■ **Directions**
After locating the line that contains "pub fn load_dotenv()" in the following entries, reproduce it and each later line exactly, including the last.

■ **Saved data entries**
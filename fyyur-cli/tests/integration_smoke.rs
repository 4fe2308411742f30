//! Smoke tests to verify command wiring

use assert_cmd::Command;
use predicates::prelude::*;

fn fyyur(home: &std::path::Path) -> Command {
    let mut cmd = Command::cargo_bin("fyyur").unwrap();
    cmd.current_dir(home)
        .env("HOME", home)
        .env_remove("DATABASE_URL")
        .env_remove("FYYUR_BIND")
        .env_remove("FYYUR_CONFIG");
    cmd
}

#[test]
fn test_help_lists_commands() {
    let home = tempfile::tempdir().unwrap();
    fyyur(home.path())
        .arg("--help")
        .assert()
        .success()
        .stdout(predicate::str::contains("serve"))
        .stdout(predicate::str::contains("config"));
}

#[test]
fn test_serve_help() {
    let home = tempfile::tempdir().unwrap();
    fyyur(home.path())
        .arg("serve")
        .arg("--help")
        .assert()
        .success()
        .stdout(predicate::str::contains("Database URL"));
}

#[test]
fn test_config_path_under_home() {
    let home = tempfile::tempdir().unwrap();
    fyyur(home.path())
        .arg("config")
        .arg("path")
        .assert()
        .success()
        .stdout(predicate::str::contains(".fyyur/config.toml"));
}

#[test]
fn test_config_show_defaults() {
    let home = tempfile::tempdir().unwrap();
    fyyur(home.path())
        .arg("config")
        .arg("show")
        .assert()
        .success()
        .stdout(predicate::str::contains("sqlite://fyyur.db"))
        .stdout(predicate::str::contains("127.0.0.1:5000"));
}

#[test]
fn test_config_show_reads_file_and_env() {
    let home = tempfile::tempdir().unwrap();
    let path = home.path().join("custom.toml");
    std::fs::write(&path, "[server]\nbind = \"0.0.0.0:8080\"\n").unwrap();

    fyyur(home.path())
        .arg("--config")
        .arg(&path)
        .arg("config")
        .arg("show")
        .env("DATABASE_URL", "sqlite://other.db")
        .assert()
        .success()
        .stdout(predicate::str::contains("0.0.0.0:8080"))
        .stdout(predicate::str::contains("sqlite://other.db"));
}

#[test]
fn test_config_show_rejects_bad_toml() {
    let home = tempfile::tempdir().unwrap();
    let path = home.path().join("broken.toml");
    std::fs::write(&path, "[server\n").unwrap();

    fyyur(home.path())
        .arg("--config")
        .arg(&path)
        .arg("config")
        .arg("show")
        .assert()
        .failure()
        .stderr(predicate::str::contains("invalid TOML"));
}
//! Configuration: `~/.fyyur/config.toml` plus `.env` files
//!
//! Precedence, lowest first: built-in defaults, the config file,
//! environment variables, command-line flags.

use std::net::SocketAddr;
use std::path::{Path, PathBuf};

use anyhow::{Context, Result};
use clap::{Parser, Subcommand};
use serde::{Deserialize, Serialize};
use tracing::debug;

use fyyur_server::db::pool::DEFAULT_MAX_CONNECTIONS;

pub const DEFAULT_DATABASE_URL: &str = "sqlite://fyyur.db";

#[derive(Debug, Clone, PartialEq, Serialize, Deserialize)]
#[serde(default)]
pub struct ServerSection {
    pub bind: SocketAddr,
    pub cors_permissive: bool,
}

impl Default for ServerSection {
    fn default() -> Self {
        Self {
            bind: SocketAddr::from(([127, 0, 0, 1], 5000)),
            cors_permissive: false,
        }
    }
}

#[derive(Debug, Clone, PartialEq, Serialize, Deserialize)]
#[serde(default)]
pub struct DatabaseSection {
    pub url: String,
    pub max_connections: u32,
}

impl Default for DatabaseSection {
    fn default() -> Self {
        Self {
            url: DEFAULT_DATABASE_URL.to_string(),
            max_connections: DEFAULT_MAX_CONNECTIONS,
        }
    }
}

/// Effective fyyur configuration
#[derive(Debug, Clone, Default, PartialEq, Serialize, Deserialize)]
#[serde(default)]
pub struct FyyurConfig {
    pub server: ServerSection,
    pub database: DatabaseSection,
}

impl FyyurConfig {
    /// Get config file path: ~/.fyyur/config.toml
    pub fn config_path() -> PathBuf {
        dirs::home_dir()
            .unwrap_or_else(|| PathBuf::from("."))
            .join(".fyyur/config.toml")
    }

    /// Load from `path`. A missing file yields the defaults.
    pub fn load_from(path: &Path) -> Result<Self> {
        if !path.exists() {
            debug!("No config file at {}, using defaults", path.display());
            return Ok(Self::default());
        }

        let content = std::fs::read_to_string(path)
            .context(format!("Failed to read config file: {:?}", path))?;

        toml::from_str(&content).context(format!("Failed to parse config file (invalid TOML): {:?}", path))
    }

    /// Apply `DATABASE_URL` and `FYYUR_BIND` from the environment.
    pub fn with_env_overrides(mut self) -> Result<Self> {
        if let Ok(url) = std::env::var("DATABASE_URL") {
            self.database.url = url;
        }
        if let Ok(bind) = std::env::var("FYYUR_BIND") {
            self.server.bind = bind
                .parse()
                .context(format!("FYYUR_BIND is not a socket address: {}", bind))?;
        }
        Ok(self)
    }

    pub fn to_toml(&self) -> Result<String> {
        toml::to_string_pretty(self).context("Failed to serialize config")
    }
}

/// Load environment variables from .env files
///
/// Searches in order (first found wins per variable):
/// 1. Current directory (.env)
/// 2. ~/.fyyur/.env
///
/// Runs before tracing is set up, so the loaded paths are returned for the
/// caller to log.
pub fn load_dotenv() -> Vec<PathBuf> {
    let mut loaded = Vec::new();

    if let Ok(path) = dotenvy::dotenv() {
        loaded.push(path);
    }

    if let Some(home_dir) = dirs::home_dir() {
        let env_file = home_dir.join(".fyyur").join(".env");
        // dotenvy doesn't overwrite existing vars
        if env_file.exists() && dotenvy::from_path(&env_file).is_ok() {
            loaded.push(env_file);
        }
    }

    loaded
}

#[derive(Parser, Debug)]
pub struct ConfigArgs {
    #[command(subcommand)]
    pub command: ConfigCommands,
}

#[derive(Subcommand, Debug)]
pub enum ConfigCommands {
    /// Show config file path
    Path,
    /// Print the effective configuration as TOML
    Show,
}

pub fn run_config(args: ConfigArgs, path: &Path) -> Result<()> {
    match args.command {
        ConfigCommands::Path => {
            println!("{}", path.display());
            Ok(())
        }
        ConfigCommands::Show => {
            let config = FyyurConfig::load_from(path)?.with_env_overrides()?;
            print!("{}", config.to_toml()?);
            Ok(())
        }
    }
}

■ **Response to the exercise**
pub fn load_dotenv() -> Vec<PathBuf> {
    let mut loaded = Vec::new();

    if let Ok(path) = dotenvy::dotenv() {
        loaded.push(path);
    }

    if let Some(home_dir) = dirs::home_dir() {
        let env_file = home_dir.join(".fyyur").join(".env");
        // dotenvy doesn't overwrite existing vars
        if env_file.exists() && dotenvy::from_path(&env_file).is_ok() {
            loaded.push(env_file);
        }
    }

    loaded
}

#[derive(Parser, Debug)]
pub struct ConfigArgs {
    #[command(subcommand)]
    pub command: ConfigCommands,
}

#[derive(Subcommand, Debug)]
pub enum ConfigCommands {
    /// Show config file path
    Path,
    /// Print the effective configuration as TOML
    Show,
}

pub fn run_config(args: ConfigArgs, path: &Path) -> Result<()> {
    match args.command {
        ConfigCommands::Path => {
            println!("{}", path.display());
            Ok(())
        }
        ConfigCommands::Show => {
            let config = FyyurConfig::load_from(path)?.with_env_overrides()?;
            print!("{}", config.to_toml()?);
            Ok(())
        }
    }
}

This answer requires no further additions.